Honorable T. W. Bickett,
Raleigh, N.C.

My dear Governor Bickett:

Your letter of January 7th was received on my return to Wilmington, and I note the membership of the committee which you have appointed to represent North Carolina in conference with the Washington committee of the Reclamation Service. I am sure you have gotten a well-balanced committee and one that will take care of the interest of the State, and I congratulate you on the selection. It would seem particularly important that this committee should confer with Mr. J. A. Bonsteel of the Bureau of Soils as you have indicated.

Probably you have seen the new bill which the Reclamation Service is proposing to the State Legislatures. It seems to me to be much broader and better than the first one, being more flexible.

I have just returned from Washington where I had two very satisfactory conferences with Secretary Lane. For the good of the Agricultural Colonies I hope he will not be appointed as Director General of the Railroads.

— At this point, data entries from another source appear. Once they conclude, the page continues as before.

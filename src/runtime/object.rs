//! Shaped objects and arrays
//!
//! Objects share hidden classes ("shapes"): an ordered list of property
//! names. Adding a property moves the object along a cached transition to a
//! child shape, so objects built the same way end up with the same shape id
//! and speculative code can load fields by fixed offset.

use super::value::Value;
use rustc_hash::FxHashMap as HashMap;
use serde::{Deserialize, Serialize};
use std::cell::RefCell;
use std::fmt;
use std::rc::Rc;
use std::sync::Arc;

pub type ObjectRef = Rc<RefCell<JsObject>>;
pub type ArrayRef = Rc<RefCell<JsArray>>;

/// Hidden class identifier
#[derive(Debug, Clone, Copy, PartialEq, Eq, Hash, PartialOrd, Ord, Serialize, Deserialize)]
pub struct ShapeId(pub u32);

impl ShapeId {
    /// The shape of `{}`
    pub const EMPTY: ShapeId = ShapeId(0);
}

impl fmt::Display for ShapeId {
    fn fmt(&self, f: &mut fmt::Formatter<'_>) -> fmt::Result {
        write!(f, "#{}", self.0)
    }
}

#[derive(Debug, Clone)]
struct Shape {
    keys: Vec<Arc<str>>,
    transitions: HashMap<Arc<str>, ShapeId>,
}

/// Registry of all shapes and their transitions
#[derive(Debug, Clone)]
pub struct ShapeTable {
    shapes: Vec<Shape>,
}

impl ShapeTable {
    pub fn new() -> Self {
        Self {
            shapes: vec![Shape {
                keys: Vec::new(),
                transitions: HashMap::default(),
            }],
        }
    }

    /// Shape reached from `from` by appending `key`
    pub fn transition(&mut self, from: ShapeId, key: &Arc<str>) -> ShapeId {
        if let Some(next) = self.shapes[from.0 as usize].transitions.get(key) {
            return *next;
        }
        let mut keys = self.shapes[from.0 as usize].keys.clone();
        keys.push(key.clone());
        let id = ShapeId(self.shapes.len() as u32);
        self.shapes.push(Shape {
            keys,
            transitions: HashMap::default(),
        });
        self.shapes[from.0 as usize].transitions.insert(key.clone(), id);
        id
    }

    /// Shape for an object literal with the given keys in order
    pub fn shape_for_keys(&mut self, keys: &[Arc<str>]) -> ShapeId {
        keys.iter()
            .fold(ShapeId::EMPTY, |shape, key| self.transition(shape, key))
    }

    /// Slot offset of `key` in objects of `shape`
    pub fn lookup(&self, shape: ShapeId, key: &str) -> Option<usize> {
        self.shapes
            .get(shape.0 as usize)?
            .keys
            .iter()
            .position(|k| &**k == key)
    }

    pub fn keys(&self, shape: ShapeId) -> &[Arc<str>] {
        self.shapes
            .get(shape.0 as usize)
            .map(|s| s.keys.as_slice())
            .unwrap_or(&[])
    }

    pub fn shape_count(&self) -> usize {
        self.shapes.len()
    }
}

impl Default for ShapeTable {
    fn default() -> Self {
        Self::new()
    }
}

/// An object: a shape plus one slot per property
#[derive(Debug, Clone)]
pub struct JsObject {
    shape: ShapeId,
    slots: Vec<Value>,
}

impl JsObject {
    pub fn new(shape: ShapeId, slots: Vec<Value>) -> Self {
        Self { shape, slots }
    }

    pub fn empty() -> Self {
        Self::new(ShapeId::EMPTY, Vec::new())
    }

    pub fn shape(&self) -> ShapeId {
        self.shape
    }

    pub fn slot(&self, offset: usize) -> Value {
        self.slots.get(offset).cloned().unwrap_or(Value::Undefined)
    }

    pub fn set_slot(&mut self, offset: usize, value: Value) {
        if offset < self.slots.len() {
            self.slots[offset] = value;
        }
    }

    /// Read a property through the shape table
    pub fn get(&self, shapes: &ShapeTable, key: &str) -> Value {
        shapes
            .lookup(self.shape, key)
            .map(|offset| self.slot(offset))
            .unwrap_or(Value::Undefined)
    }

    /// Write a property, transitioning the shape if the key is new
    pub fn set(&mut self, shapes: &mut ShapeTable, key: &Arc<str>, value: Value) {
        match shapes.lookup(self.shape, key) {
            Some(offset) => self.slots[offset] = value,
            None => {
                self.shape = shapes.transition(self.shape, key);
                self.slots.push(value);
            }
        }
    }

    pub fn into_ref(self) -> ObjectRef {
        Rc::new(RefCell::new(self))
    }
}

/// Element representation of an array
#[derive(Debug, Clone, Copy, PartialEq, Eq, Serialize, Deserialize)]
pub enum ElementKind {
    PackedSmi,
    PackedDouble,
    Packed,
    Holey,
}

/// An array whose elements may contain holes
#[derive(Debug, Clone, Default)]
pub struct JsArray {
    elements: Vec<Option<Value>>,
    holes: usize,
}

impl JsArray {
    pub fn new(elements: Vec<Option<Value>>) -> Self {
        let holes = elements.iter().filter(|e| e.is_none()).count();
        Self { elements, holes }
    }

    pub fn from_values(values: Vec<Value>) -> Self {
        Self::new(values.into_iter().map(Some).collect())
    }

    pub fn len(&self) -> usize {
        self.elements.len()
    }

    pub fn is_empty(&self) -> bool {
        self.elements.is_empty()
    }

    /// Element at `index`; `None` for holes and out-of-bounds reads
    pub fn get(&self, index: usize) -> Option<Value> {
        self.elements.get(index).cloned().flatten()
    }

    pub fn is_hole(&self, index: usize) -> bool {
        matches!(self.elements.get(index), Some(None))
    }

    pub fn set(&mut self, index: usize, value: Value) {
        if index >= self.elements.len() {
            self.holes += index - self.elements.len();
            self.elements.resize(index, None);
            self.elements.push(Some(value));
            return;
        }
        if self.elements[index].is_none() {
            self.holes -= 1;
        }
        self.elements[index] = Some(value);
    }

    pub fn element_kind(&self) -> ElementKind {
        if self.holes > 0 {
            return ElementKind::Holey;
        }
        let values = self.elements.iter().flatten();
        if values.clone().all(|v| matches!(v, Value::Smi(_))) {
            ElementKind::PackedSmi
        } else if values.clone().all(|v| v.is_number()) {
            ElementKind::PackedDouble
        } else {
            ElementKind::Packed
        }
    }

    pub fn into_ref(self) -> ArrayRef {
        Rc::new(RefCell::new(self))
    }
}

#[cfg(test)]
mod tests {
    use super::*;

    fn key(s: &str) -> Arc<str> {
        Arc::from(s)
    }

    #[test]
    fn test_transitions_are_shared() {
        let mut shapes = ShapeTable::new();
        let a = shapes.shape_for_keys(&[key("x"), key("y")]);
        let b = shapes.shape_for_keys(&[key("x"), key("y")]);
        let c = shapes.shape_for_keys(&[key("y"), key("x")]);
        assert_eq!(a, b);
        assert_ne!(a, c);
        assert_eq!(shapes.lookup(a, "y"), Some(1));
        assert_eq!(shapes.lookup(c, "y"), Some(0));
    }

    #[test]
    fn test_object_set_transitions_shape() {
        let mut shapes = ShapeTable::new();
        let mut obj = JsObject::empty();
        obj.set(&mut shapes, &key("x"), Value::Smi(42));
        let first = obj.shape();
        obj.set(&mut shapes, &key("x"), Value::Smi(43));
        assert_eq!(obj.shape(), first);
        obj.set(&mut shapes, &key("z"), Value::Smi(1));
        assert_ne!(obj.shape(), first);
        assert_eq!(obj.get(&shapes, "x"), Value::Smi(43));
        assert_eq!(obj.get(&shapes, "missing"), Value::Undefined);
    }

    #[test]
    fn test_array_element_kinds() {
        let smis = JsArray::from_values(vec![Value::Smi(1), Value::Smi(2)]);
        assert_eq!(smis.element_kind(), ElementKind::PackedSmi);
        let doubles = JsArray::from_values(vec![Value::Smi(1), Value::Number(2.5)]);
        assert_eq!(doubles.element_kind(), ElementKind::PackedDouble);
        let mixed = JsArray::from_values(vec![Value::Smi(1), Value::string("a")]);
        assert_eq!(mixed.element_kind(), ElementKind::Packed);
        let holey = JsArray::new(vec![Some(Value::Smi(1)), None]);
        assert_eq!(holey.element_kind(), ElementKind::Holey);
        assert!(holey.is_hole(1));
    }

    #[test]
    fn test_array_set_past_end_creates_holes() {
        let mut arr = JsArray::from_values(vec![Value::Smi(1)]);
        arr.set(3, Value::Smi(4));
        assert_eq!(arr.len(), 4);
        assert_eq!(arr.element_kind(), ElementKind::Holey);
        arr.set(1, Value::Smi(2));
        arr.set(2, Value::Smi(3));
        assert_eq!(arr.element_kind(), ElementKind::PackedSmi);
    }
}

As I see this proposition it really appears as if the State could well afford to lend its credit for a period of forty years (for that is really what it amounts to) to almost any extent, in order to get the Government to expend ten times as large a sum for the wise development of the State’s agricultural resources. If the land should cost $20 per acre (and it probably will not cost exceeding $10), the Government would spend $200 per acre in improvements and community building in connection therewith. But this is only part of the story, because it would lift the entire agriculture of the State on to a higher plane and result in the investment in the State of many times this amount of money through other channels. So I feel that the proposition is a peculiarly sound one.